Auf dem Weg genoss er die Sonne auf seiner Haut und fragte sich, warum er das nicht öfter tat. Es waren nur ein paar hundert Meter von seinem Büro in den historischen Stadtkern, wo es nur so von kleinen Cafés und Bistros wimmelte. In diesen ersten Wochen des neuen Jahres waren die grauen, verregneten Weihnachtstage schnell vergessen und die Menschen freuten sich. Seine Freude war groß, denn heute nach der Arbeit würde sie am Bahnhof ankommen und dort auf ihn warten. Nach den endlos erscheinenden Wochen würde er sie endlich wieder in die Arme schließen können, auch wenn es schon jetzt ersichtlich war, dass sie sich wehren und ihn anmeckern würde wie peinlich sein Verhalten wäre. Doch er würde jede Sekunde davon genießen, denn es war ja selten genug, dass seine Tochter zu Besuch kam.
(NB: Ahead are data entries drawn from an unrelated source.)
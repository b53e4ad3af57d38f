//! Motor capability set.

use std::time::Duration;

use crate::error::Result;

use super::task::CancelToken;

/// Optional features a motor supports.
#[derive(Debug, Clone, Copy, PartialEq, Eq)]
pub struct Properties {
    /// The motor can report its shaft position.
    pub position_reporting: bool,
}

/// How long a bounded command waits for the motor to settle.
///
/// The default waits until the target is reached or the motion is
/// superseded by a newer command.
#[derive(Debug, Clone, Default)]
pub struct WaitOptions {
    /// Give up after this long and return a timeout error. The motor keeps
    /// running toward its target.
    pub timeout: Option<Duration>,
    /// Stop waiting once this token is cancelled. The motor keeps running.
    pub cancel: Option<CancelToken>,
}

impl WaitOptions {
    /// Wait at most `timeout`.
    pub fn timeout(timeout: Duration) -> Self {
        Self {
            timeout: Some(timeout),
            cancel: None,
        }
    }

    /// Wait until `token` is cancelled.
    pub fn cancelled_by(token: CancelToken) -> Self {
        Self {
            timeout: None,
            cancel: Some(token),
        }
    }
}

/// Commands and queries common to position-reporting motors.
///
/// Speeds are in revolutions per minute and positions in shaft revolutions.
pub trait Motor {
    /// Move `revolutions` at `rpm` and block until the move completes or is
    /// superseded. A negative value on either argument reverses; both
    /// negative moves forward. Zero `rpm` stops the motor.
    fn run_for(&self, rpm: f64, revolutions: f64) -> Result<()>;

    /// Move to `position` (revolutions from zero) at `|rpm|` and block until
    /// there.
    fn run_to(&self, rpm: f64, position: f64) -> Result<()>;

    /// Run indefinitely at `rpm`.
    fn set_speed(&self, rpm: f64) -> Result<()>;

    /// Run indefinitely at `power` (fraction of maximum speed in `[-1, 1]`).
    fn set_power(&self, power: f64) -> Result<()>;

    /// Stop, then redefine the current position as `-offset` revolutions.
    fn reset_zero(&self, offset: f64) -> Result<()>;

    /// Current position in revolutions from zero.
    fn position(&self) -> f64;

    /// Whether the motor has not yet reached its target.
    fn is_moving(&self) -> bool;

    /// Whether the motor is driven, and at what fraction of full power.
    fn is_powered(&self) -> (bool, f64);

    /// Stop any motion and drive the coils low.
    ///
    /// A pin that fails to go low is logged; it does not fail the stop.
    fn stop(&self) -> Result<()>;

    /// Optional features supported by this motor.
    fn properties(&self) -> Properties;

    /// Stop, then wait for every step loop this motor started to exit,
    /// including superseded ones still finishing a sleep.
    fn close(&self) -> Result<()>;
}
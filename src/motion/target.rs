//! Step targets and move planning.

use crate::config::units::{Revolutions, Rpm, Steps};

use super::timing::{step_delay, StepDelay};

/// Direction of motor motion.
#[derive(Debug, Clone, Copy, PartialEq, Eq)]
pub enum Direction {
    /// Increasing step count.
    Forward,
    /// Decreasing step count.
    Reverse,
}

impl Direction {
    /// Direction from the sign bit of a value; `-0.0` counts as reverse.
    #[inline]
    pub fn from_sign(value: f64) -> Self {
        if value.is_sign_negative() {
            Direction::Reverse
        } else {
            Direction::Forward
        }
    }

    /// Get the sign multiplier.
    #[inline]
    pub fn sign(self) -> i64 {
        match self {
            Direction::Forward => 1,
            Direction::Reverse => -1,
        }
    }
}

/// Where the step loop is driving the motor.
#[derive(Debug, Clone, Copy, PartialEq, Eq)]
pub enum Target {
    /// Stop once the position equals this step count.
    At(Steps),
    /// Keep stepping in this direction until told otherwise.
    ///
    /// Never reached; only an explicit stop ends an unbounded run.
    Unbounded(Direction),
}

impl Default for Target {
    fn default() -> Self {
        Target::At(Steps::default())
    }
}

impl Target {
    /// Direction of the next step from `current`, or `None` if the target is reached.
    #[inline]
    pub fn heading_from(self, current: Steps) -> Option<Direction> {
        match self {
            Target::At(target) if target == current => None,
            Target::At(target) if current < target => Some(Direction::Forward),
            Target::At(_) => Some(Direction::Reverse),
            Target::Unbounded(direction) => Some(direction),
        }
    }

    /// Whether the motor still has somewhere to go from `current`.
    #[inline]
    pub fn is_pending(self, current: Steps) -> bool {
        self.heading_from(current).is_some()
    }

    /// Finite target step, if any.
    #[inline]
    pub fn steps(self) -> Option<Steps> {
        match self {
            Target::At(steps) => Some(steps),
            Target::Unbounded(_) => None,
        }
    }
}

/// Target and timing for a relative move.
#[derive(Debug, Clone, Copy, PartialEq)]
pub struct MovePlan {
    /// Where the move ends.
    pub target: Target,
    /// Interval between steps.
    pub delay: StepDelay,
}

/// Plan a move of `revolutions` at `rpm` starting from `current`.
///
/// Either value may be negative to reverse; if both are negative the move
/// is forward. `rpm` must be non-zero.
pub fn plan_move(
    current: Steps,
    rpm: Rpm,
    revolutions: Revolutions,
    ticks_per_rotation: u32,
) -> MovePlan {
    let direction = if Direction::from_sign(revolutions.value()) == Direction::from_sign(rpm.value()) {
        Direction::Forward
    } else {
        Direction::Reverse
    };

    let distance = Steps::from_revolutions(revolutions.abs(), ticks_per_rotation);
    let offset = Steps(distance.value().saturating_mul(direction.sign()));

    MovePlan {
        target: Target::At(current + offset),
        delay: step_delay(rpm, ticks_per_rotation),
    }
}
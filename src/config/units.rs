//! Unit types for physical quantities.
//!
//! Provides type-safe representations of shaft rotation, rotational speed,
//! and motor steps to prevent unit confusion at compile time.

use core::ops::{Add, Mul, Neg, Sub};

use serde::Deserialize;

/// Shaft position or distance in revolutions.
///
/// Used for the user-facing API. Internally converted to [`Steps`].
#[derive(Debug, Clone, Copy, PartialEq, PartialOrd, Default, Deserialize)]
#[serde(transparent)]
pub struct Revolutions(pub f64);

impl Revolutions {
    /// Create a new Revolutions value.
    #[inline]
    pub const fn new(value: f64) -> Self {
        Self(value)
    }

    /// Get the raw value.
    #[inline]
    pub const fn value(self) -> f64 {
        self.0
    }

    /// Absolute distance, discarding direction.
    #[inline]
    pub fn abs(self) -> Self {
        Self(libm::fabs(self.0))
    }
}

impl Add for Revolutions {
    type Output = Self;

    fn add(self, rhs: Self) -> Self::Output {
        Self(self.0 + rhs.0)
    }
}

impl Sub for Revolutions {
    type Output = Self;

    fn sub(self, rhs: Self) -> Self::Output {
        Self(self.0 - rhs.0)
    }
}

impl Neg for Revolutions {
    type Output = Self;

    fn neg(self) -> Self::Output {
        Self(-self.0)
    }
}

/// Rotational speed in revolutions per minute.
///
/// The sign carries direction.
#[derive(Debug, Clone, Copy, PartialEq, PartialOrd, Default, Deserialize)]
#[serde(transparent)]
pub struct Rpm(pub f64);

impl Rpm {
    /// Create a new Rpm value.
    #[inline]
    pub const fn new(value: f64) -> Self {
        Self(value)
    }

    /// Get the raw value.
    #[inline]
    pub const fn value(self) -> f64 {
        self.0
    }

    /// Speed magnitude, discarding direction.
    #[inline]
    pub fn abs(self) -> Self {
        Self(libm::fabs(self.0))
    }

    /// Steps per second at this speed for a motor with `ticks_per_rotation`
    /// steps per shaft revolution.
    #[inline]
    pub fn steps_per_sec(self, ticks_per_rotation: u32) -> f64 {
        libm::fabs(self.0) * ticks_per_rotation as f64 / 60.0
    }
}

impl Mul<f64> for Rpm {
    type Output = Self;

    fn mul(self, rhs: f64) -> Self::Output {
        Self(self.0 * rhs)
    }
}

/// Motor position in steps (absolute from an arbitrary zero).
///
/// Uses i64 for unlimited range in either direction.
#[derive(Debug, Clone, Copy, PartialEq, Eq, PartialOrd, Ord, Default, Hash)]
pub struct Steps(pub i64);

impl Steps {
    /// Create a new Steps value.
    #[inline]
    pub const fn new(value: i64) -> Self {
        Self(value)
    }

    /// Get the raw value.
    #[inline]
    pub const fn value(self) -> i64 {
        self.0
    }

    /// Convert to revolutions.
    #[inline]
    pub fn to_revolutions(self, ticks_per_rotation: u32) -> Revolutions {
        Revolutions(self.0 as f64 / ticks_per_rotation as f64)
    }

    /// Create from revolutions, truncating any fractional step toward zero.
    #[inline]
    pub fn from_revolutions(revolutions: Revolutions, ticks_per_rotation: u32) -> Self {
        Self((revolutions.0 * ticks_per_rotation as f64) as i64)
    }

    /// One step further in `sign` direction (+1 or -1).
    #[inline]
    pub fn offset(self, sign: i64) -> Self {
        Self(self.0.saturating_add(sign))
    }
}

impl Add for Steps {
    type Output = Self;

    fn add(self, rhs: Self) -> Self::Output {
        Self(self.0.saturating_add(rhs.0))
    }
}

impl Sub for Steps {
    type Output = Self;

    fn sub(self, rhs: Self) -> Self::Output {
        Self(self.0.saturating_sub(rhs.0))
    }
}

/// Extension trait for creating unit types from primitives.
pub trait UnitExt {
    /// Convert to Revolutions.
    fn revolutions(self) -> Revolutions;
    /// Convert to Rpm.
    fn rpm(self) -> Rpm;
}

impl UnitExt for f64 {
    #[inline]
    fn revolutions(self) -> Revolutions {
        Revolutions(self)
    }

    #[inline]
    fn rpm(self) -> Rpm {
        Rpm(self)
    }
}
Er ging zu einem kleinen Kaffeewagen und bestellte einen Cappuccino mit Sahne. Nach dem Bezahlen nahm er seinen Becher an sich. Unvermittelt traten zwei Männer an ihn heran. Der eine war ein kleiner, schmieriger Typ im Anzug mit zurückgelegten Haaren und einem verschlagenen Lächeln, wohingegen der andere ein bulliger Typ mit mehr Muskeln als Hirn zu sein schien, der mit Sicherheit niemals lachte. Er grüßte und wollte sich zum Gehen wenden als der kleine Mann ihn ansprach. "Entschuldigen Sie, Sir. Arbeiten Sie nicht im Ministerium für Wirtschaft?" "Ja, ich arbeite dort, aber woher wissen Sie das?" "Das tut jetzt nichts zur Sache. Mein Boss möchte sich gerne einmal mit Ihnen unterhalten und Ihnen ein Angebot unterbreiten, dass Sie sicher nicht ablehnen können." Er runzelte die Stirn. Die Männer waren mit großer Wahrscheinlichkeit osteuropäischer Herkunft, Russland oder Serbien vermutlich, er betrachtete sie eingehend und sagte dann: "Danke, aber nein danke. Ich habe absolut kein Interesse daran mich mit ihrem Boss zu unterhalten. Wenn sie mich bitte entschuldigen, ich muss zurück ins Büro." Als er sich abwandte um zu gehen, hielt ihn der Bullige am Arm zurück und der kleine zischte ihn an: "Sie sollten besser aufpassen mit wem sie es sich verscherzen. Mein Boss wird nicht begeistert sein, sie sollten es sich noch einmal überlegen. Falls nicht... Nun ja, man weiß nie, was so alles geschehen kann." Damit drehte der Anzugträger sich um und ging. Der Bullige folgte ihm auf den Fuß und die beiden verschwanden in der Menge, die sich durch die Altstadt schob.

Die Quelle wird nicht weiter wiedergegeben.